§ **Work request**
Records follow. Pull out every line that contains "data".

= Beginning of Section =

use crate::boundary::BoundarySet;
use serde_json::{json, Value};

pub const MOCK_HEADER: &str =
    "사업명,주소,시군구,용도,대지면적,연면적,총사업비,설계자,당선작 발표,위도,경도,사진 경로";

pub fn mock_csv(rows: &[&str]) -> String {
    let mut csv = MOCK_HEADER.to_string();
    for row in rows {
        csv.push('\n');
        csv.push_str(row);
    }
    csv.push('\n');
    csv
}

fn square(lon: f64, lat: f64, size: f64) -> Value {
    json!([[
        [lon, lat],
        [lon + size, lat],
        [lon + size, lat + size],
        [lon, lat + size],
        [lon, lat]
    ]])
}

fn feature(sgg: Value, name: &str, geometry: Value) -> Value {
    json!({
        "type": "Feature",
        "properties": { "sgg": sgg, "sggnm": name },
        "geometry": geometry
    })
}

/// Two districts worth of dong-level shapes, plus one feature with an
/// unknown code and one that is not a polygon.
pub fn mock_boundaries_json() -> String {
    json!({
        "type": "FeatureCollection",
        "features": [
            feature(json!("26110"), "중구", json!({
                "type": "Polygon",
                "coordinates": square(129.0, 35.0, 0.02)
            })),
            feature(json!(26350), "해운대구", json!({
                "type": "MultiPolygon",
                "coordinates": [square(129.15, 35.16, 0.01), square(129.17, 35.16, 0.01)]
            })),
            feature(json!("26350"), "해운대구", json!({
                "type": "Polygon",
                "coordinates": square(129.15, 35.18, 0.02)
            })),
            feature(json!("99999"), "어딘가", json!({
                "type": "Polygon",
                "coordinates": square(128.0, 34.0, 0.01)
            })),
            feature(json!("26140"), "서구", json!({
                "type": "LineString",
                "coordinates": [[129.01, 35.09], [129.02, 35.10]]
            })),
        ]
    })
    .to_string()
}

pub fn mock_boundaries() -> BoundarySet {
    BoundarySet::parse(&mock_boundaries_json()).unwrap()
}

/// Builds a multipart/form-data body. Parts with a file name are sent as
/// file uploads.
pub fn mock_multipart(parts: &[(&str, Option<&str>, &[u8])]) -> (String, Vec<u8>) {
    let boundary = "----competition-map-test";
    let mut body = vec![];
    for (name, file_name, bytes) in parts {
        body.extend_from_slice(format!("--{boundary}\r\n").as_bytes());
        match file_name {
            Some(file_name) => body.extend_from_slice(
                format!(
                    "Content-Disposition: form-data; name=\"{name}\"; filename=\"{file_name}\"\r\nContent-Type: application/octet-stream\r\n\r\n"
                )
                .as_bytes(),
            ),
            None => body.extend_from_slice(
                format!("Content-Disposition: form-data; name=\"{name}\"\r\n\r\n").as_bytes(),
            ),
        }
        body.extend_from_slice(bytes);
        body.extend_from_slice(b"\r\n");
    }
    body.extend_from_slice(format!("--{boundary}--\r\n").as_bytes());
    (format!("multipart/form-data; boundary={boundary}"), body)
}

= End of Section =

§ **Answer to this exercise**
/// Builds a multipart/form-data body. Parts with a file name are sent as
                    "Content-Disposition: form-data; name=\"{name}\"; filename=\"{file_name}\"\r\nContent-Type: application/octet-stream\r\n\r\n"
                format!("Content-Disposition: form-data; name=\"{name}\"\r\n\r\n").as_bytes(),
    (format!("multipart/form-data; boundary={boundary}"), body)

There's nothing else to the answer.